======== SOURCE DATA ========

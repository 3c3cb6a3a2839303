fn main() {
    // Stamp the build time into the binary's version banner
    let now = chrono::Utc::now();
    println!(
        "cargo:rustc-env=BUILD_DATE={}",
        now.format("%Y-%m-%d %H:%M:%S UTC")
    );
}
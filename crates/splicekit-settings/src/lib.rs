//! SpliceKit Settings Crate
//!
//! Handles processing configuration, settings persistence and the
//! configuration directives slicers embed in the instruction stream.

pub mod config;
pub mod directive;
pub mod error;

pub use config::{
    BedPoint, BedSettings, DeviceSettings, PrinterSettings, PurgeSettings, Settings,
    SpliceSettings, SETTINGS_FILE_NAME,
};
pub use directive::Directive;
pub use error::{DirectiveError, DirectiveResult, SettingsError, SettingsResult};
//! G-Code instruction model and block classification primitives

pub mod block;
pub mod command;

pub use block::{BlockClass, Marker};
pub use command::{format_number, GcodeCommand, Parameter};
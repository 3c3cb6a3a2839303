//! Processing settings for SpliceKit
//!
//! Provides the settings structure consumed by both processing passes,
//! file persistence and validation. Supports JSON and TOML file formats.
//!
//! Settings are organized into logical sections:
//! - Printer geometry (bed, extrusion width, layer heights, retraction)
//! - Splice policy (offsets, minimum lengths, runout)
//! - Purge strategy (side wipe, tower delta, full purge reduction)
//! - Device behaviour (accessory mode, temperature handling, debugging)

use serde::{Deserialize, Serialize};
use std::path::{Path, PathBuf};

use crate::error::{SettingsError, SettingsResult};

/// Name of the settings file looked up in the user configuration directory
pub const SETTINGS_FILE_NAME: &str = "splicekit.toml";

/// A point on the print bed
#[derive(Debug, Clone, Copy, PartialEq, Serialize, Deserialize)]
pub struct BedPoint {
    pub x: f64,
    pub y: f64,
}

/// Printable bed rectangle
#[derive(Debug, Clone, Copy, PartialEq, Serialize, Deserialize)]
pub struct BedSettings {
    /// Bed origin X in mm
    pub origin_x: f64,
    /// Bed origin Y in mm
    pub origin_y: f64,
    /// Bed width in mm
    pub size_x: f64,
    /// Bed depth in mm
    pub size_y: f64,
}

impl Default for BedSettings {
    fn default() -> Self {
        Self {
            origin_x: 0.0,
            origin_y: 0.0,
            size_x: 250.0,
            size_y: 210.0,
        }
    }
}

impl BedSettings {
    /// Whether X lies on the bed; an absent coordinate always does
    pub fn x_on_bed(&self, x: Option<f64>) -> bool {
        x.map_or(true, |x| {
            (self.origin_x..=self.origin_x + self.size_x).contains(&x)
        })
    }

    /// Whether Y lies on the bed; an absent coordinate always does
    pub fn y_on_bed(&self, y: Option<f64>) -> bool {
        y.map_or(true, |y| {
            (self.origin_y..=self.origin_y + self.size_y).contains(&y)
        })
    }

    /// Whether the point lies on the bed
    pub fn contains(&self, x: Option<f64>, y: Option<f64>) -> bool {
        self.x_on_bed(x) && self.y_on_bed(y)
    }
}

/// Printer and slicer facts
#[derive(Debug, Clone, Serialize, Deserialize)]
#[serde(default)]
pub struct PrinterSettings {
    /// Printable bed; `None` when the bed was never defined
    pub bed: Option<BedSettings>,
    /// Extrusion width in mm
    pub extrusion_width: f64,
    /// Layer height in mm
    pub layer_height: f64,
    /// First layer height in mm
    pub first_layer_height: f64,
    /// Firmware retract length per tool in mm
    pub retract_length: Vec<f64>,
    /// Wipe tower travel feed rate in mm/min
    pub wipe_feedrate: f64,
    /// Wipe tower position configured in the slicer
    pub wipe_tower_position: Option<BedPoint>,
    /// Slicer prints support material
    pub support_material: bool,
    /// Support layers are synchronized with object layers
    pub synced_support: bool,
    /// Slicer prints skirts
    pub skirts: bool,
    /// Slicer removes sparse wipe tower layers
    pub wipe_remove_sparse_layers: bool,
    /// Variable layer height is in use
    pub variable_layer: bool,
}

impl Default for PrinterSettings {
    fn default() -> Self {
        Self {
            bed: Some(BedSettings::default()),
            extrusion_width: 0.45,
            layer_height: 0.2,
            first_layer_height: 0.2,
            retract_length: vec![0.8; 4],
            wipe_feedrate: 2000.0,
            wipe_tower_position: None,
            support_material: false,
            synced_support: false,
            skirts: false,
            wipe_remove_sparse_layers: false,
            variable_layer: false,
        }
    }
}

impl PrinterSettings {
    /// Retract length for a tool, falling back to the first tool's value
    pub fn retract_length_for(&self, tool: Option<usize>) -> f64 {
        tool.and_then(|t| self.retract_length.get(t))
            .or_else(|| self.retract_length.first())
            .copied()
            .unwrap_or(0.0)
    }

    /// Layer markers are numbered (`;LAYER n`) rather than height based
    pub fn uses_layer_numbers(&self) -> bool {
        self.synced_support || !self.support_material
    }
}

/// Splice policy
#[derive(Debug, Clone, Serialize, Deserialize)]
#[serde(default)]
pub struct SpliceSettings {
    /// Fixed filament length between splicer and nozzle in mm
    pub splice_offset: f64,
    /// Minimum length of the first splice in mm
    pub min_start_splice_length: f64,
    /// Minimum length of every following splice in mm
    pub min_splice_length: f64,
    /// Extra filament added to the final splice in mm
    pub extra_runout_filament: f64,
    /// Extend short splices by purging more instead of warning
    pub autoadd_splice: bool,
}

impl Default for SpliceSettings {
    fn default() -> Self {
        Self {
            splice_offset: 0.0,
            min_start_splice_length: 100.0,
            min_splice_length: 70.0,
            extra_runout_filament: 150.0,
            autoadd_splice: false,
        }
    }
}

/// Purge strategy selection
#[derive(Debug, Clone, Serialize, Deserialize)]
#[serde(default)]
pub struct PurgeSettings {
    /// Purge by wiping beside the bed instead of into a tower
    pub side_wipe: bool,
    /// Print the tower at a Z offset to absorb skipped layers
    pub tower_delta: bool,
    /// Maximum tower Z offset in mm
    pub max_tower_z_delta: f64,
    /// Regenerate the tower to minimize purge material
    pub full_purge_reduction: bool,
    /// Maximum feed rate for purge extrusions in mm/min
    pub purge_top_speed: f64,
    /// Alternate purge device replaces the side wipe motion
    pub alternate_purge: bool,
    /// Number of primes per alternate purge
    pub alternate_prime: f64,
    /// Blob size of the alternate purge in mm
    pub alternate_blob_size: f64,
}

impl Default for PurgeSettings {
    fn default() -> Self {
        Self {
            side_wipe: false,
            tower_delta: false,
            max_tower_z_delta: 0.0,
            full_purge_reduction: false,
            purge_top_speed: 9999.0,
            alternate_purge: false,
            alternate_prime: 1.0,
            alternate_blob_size: 10.0,
        }
    }
}

/// Splicing device behaviour
#[derive(Debug, Clone, Default, Serialize, Deserialize)]
#[serde(default)]
pub struct DeviceSettings {
    /// Device is driven by pings embedded in the stream
    pub accessory_mode: bool,
    /// Defer temperature changes around purge blocks
    pub process_temp: bool,
    /// Keep tool selection commands visible in the output
    pub debug_leave_tool_commands: bool,
}

/// Complete processing configuration
///
/// Aggregates all settings sections and provides file I/O operations.
#[derive(Debug, Clone, Default, Serialize, Deserialize)]
#[serde(default)]
pub struct Settings {
    /// Printer geometry and slicer facts
    pub printer: PrinterSettings,
    /// Splice policy
    pub splice: SpliceSettings,
    /// Purge strategy
    pub purge: PurgeSettings,
    /// Device behaviour
    pub device: DeviceSettings,
    /// Material definitions found in the stream
    pub materials: Vec<String>,
}

impl Settings {
    /// Create new settings with defaults
    pub fn new() -> Self {
        Self::default()
    }

    /// Default settings file in the user configuration directory
    pub fn default_path() -> Option<PathBuf> {
        dirs::config_dir().map(|dir| dir.join("splicekit").join(SETTINGS_FILE_NAME))
    }

    /// Load settings from file (JSON or TOML)
    pub fn load_from_file(path: &Path) -> SettingsResult<Self> {
        let content = std::fs::read_to_string(path).map_err(|source| SettingsError::Read {
            path: path.to_path_buf(),
            source,
        })?;

        let settings: Self = if path.extension().is_some_and(|ext| ext == "json") {
            serde_json::from_str(&content)?
        } else if path.extension().is_some_and(|ext| ext == "toml") {
            toml::from_str(&content)?
        } else {
            return Err(SettingsError::UnsupportedFormat(path.to_path_buf()));
        };

        settings.validate()?;
        tracing::debug!("Loaded settings from {}", path.display());
        Ok(settings)
    }

    /// Save settings to file (JSON or TOML)
    pub fn save_to_file(&self, path: &Path) -> SettingsResult<()> {
        self.validate()?;

        let content = if path.extension().is_some_and(|ext| ext == "json") {
            serde_json::to_string_pretty(self)?
        } else if path.extension().is_some_and(|ext| ext == "toml") {
            toml::to_string_pretty(self)?
        } else {
            return Err(SettingsError::UnsupportedFormat(path.to_path_buf()));
        };

        std::fs::write(path, content).map_err(|source| SettingsError::Write {
            path: path.to_path_buf(),
            source,
        })
    }

    /// Validate settings
    pub fn validate(&self) -> SettingsResult<()> {
        let positive = [
            ("printer.extrusion_width", self.printer.extrusion_width),
            ("printer.layer_height", self.printer.layer_height),
            ("printer.first_layer_height", self.printer.first_layer_height),
            ("purge.purge_top_speed", self.purge.purge_top_speed),
        ];
        for (key, value) in positive {
            if value <= 0.0 {
                return Err(invalid(key, "must be > 0"));
            }
        }

        if self.printer.retract_length.iter().any(|r| *r < 0.0) {
            return Err(invalid("printer.retract_length", "must not be negative"));
        }

        if self.purge.max_tower_z_delta < 0.0 {
            return Err(invalid("purge.max_tower_z_delta", "must not be negative"));
        }

        if let Some(bed) = &self.printer.bed {
            if bed.size_x <= 0.0 || bed.size_y <= 0.0 {
                return Err(invalid("printer.bed", "bed size must be > 0"));
            }
        }

        Ok(())
    }
}

fn invalid(key: &'static str, reason: &'static str) -> SettingsError {
    SettingsError::InvalidSetting { key, reason }
}
//! # SpliceKit Processor
//!
//! The second pass and everything around it:
//! - [`ProcessorContext`], the mutable state of one run
//! - [`RewriteEngine`], the per-instruction rewrite state machine
//! - collaborator traits for tower generation, wipe motion and pings
//! - [`Pipeline`], which runs both passes and produces a [`ProcessReport`]
//! - file processing helpers

pub mod collaborators;
pub mod context;
pub mod engine;
pub mod file_io;
pub mod pipeline;

pub use collaborators::{
    consume_purge, Collaborators, CommentWipe, NoPings, NoTower, PingScheduler, TowerGenerator,
    TowerLayout, WipeGenerator,
};
pub use context::{Position, ProcessorContext, PurgeStrategy};
pub use engine::{Disposition, Rewrite, RewriteEngine};
pub use file_io::{process_file, read_lines, write_lines};
pub use pipeline::{resolve_strategy, Pipeline, ProcessOutput, ProcessReport};
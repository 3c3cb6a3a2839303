//! Type aliases for commonly used complex types.
//!
//! Boxed closure types are hard to read at a glance. The aliases give them
//! a name that conveys intent and keeps the same pattern across crates.

// =============================================================================
// CALLBACK TYPES
// =============================================================================

/// A progress callback receiving (current, total) values.
///
/// The processing pipeline reports percentages, so `total` is always 100.
/// Thread-safe so an observer on another thread can receive updates.
pub type ProgressCallback = Box<dyn Fn(u64, u64) + Send + Sync>;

========

EXERCISE - Some lines in the material contain "impl". Show all of them.

SOLVED PROBLEM -
impl Default for BedSettings {
impl BedSettings {
impl Default for PrinterSettings {
impl PrinterSettings {
impl Default for SpliceSettings {
impl Default for PurgeSettings {
impl Settings {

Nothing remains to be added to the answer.